So that nothing is lost, write out all the lines below exactly.
::::
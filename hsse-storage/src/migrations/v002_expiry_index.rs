//! v002: index for expiry sweeps.

use rusqlite::Connection;

use hsse_core::errors::HsseResult;

use crate::to_storage_err;

pub fn migrate(conn: &Connection) -> HsseResult<()> {
    conn.execute_batch(
        "CREATE INDEX IF NOT EXISTS idx_kv_entries_expires_at
             ON kv_entries(expires_at) WHERE expires_at IS NOT NULL;",
    )
    .map_err(|e| to_storage_err(e.to_string()))?;
    Ok(())
}
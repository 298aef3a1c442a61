//! # hsse-offline
//!
//! Offline mutation queue: writes attempted while the network is down are
//! persisted to the local store and replayed against the remote endpoint
//! when connectivity returns, with per-item sync status (pending, syncing,
//! synced, failed). Delivery is at-least-once; the remote is not assumed to
//! deduplicate.
//!
//! Also hosts the form-progress side channel, the network-status monitor,
//! the default notification sink, and the HTTP transport (feature `remote`).

pub mod form_progress;
pub mod network;
pub mod notify;
pub mod queue;
pub mod transport;

pub use form_progress::FormProgressStore;
pub use network::NetworkMonitor;
pub use notify::TracingNotifier;
pub use queue::{OfflineQueue, QueueStatus, SubmitOutcome, SyncReport, SyncRunStatus};
pub use transport::HttpSubmitter;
::::
◆ **YOUR RESPONSE**:
filename hsse-storage/src/migrations/v002_expiry_index.rs
//! v002: index for expiry sweeps.

use rusqlite::Connection;

use hsse_core::errors::HsseResult;

use crate::to_storage_err;

pub fn migrate(conn: &Connection) -> HsseResult<()> {
    conn.execute_batch(
        "CREATE INDEX IF NOT EXISTS idx_kv_entries_expires_at
             ON kv_entries(expires_at) WHERE expires_at IS NOT NULL;",
    )
    .map_err(|e| to_storage_err(e.to_string()))?;
    Ok(())
}
repository 298aef3a1c442a61
//! # hsse-offline
//!
//! Offline mutation queue: writes attempted while the network is down are
//! persisted to the local store and replayed against the remote endpoint
//! when connectivity returns, with per-item sync status (pending, syncing,
//! synced, failed). Delivery is at-least-once; the remote is not assumed to
//! deduplicate.
//!
//! Also hosts the form-progress side channel, the network-status monitor,
//! the default notification sink, and the HTTP transport (feature `remote`).

pub mod form_progress;
pub mod network;
pub mod notify;
pub mod queue;
pub mod transport;

pub use form_progress::FormProgressStore;
pub use network::NetworkMonitor;
pub use notify::TracingNotifier;
pub use queue::{OfflineQueue, QueueStatus, SubmitOutcome, SyncReport, SyncRunStatus};
pub use transport::HttpSubmitter;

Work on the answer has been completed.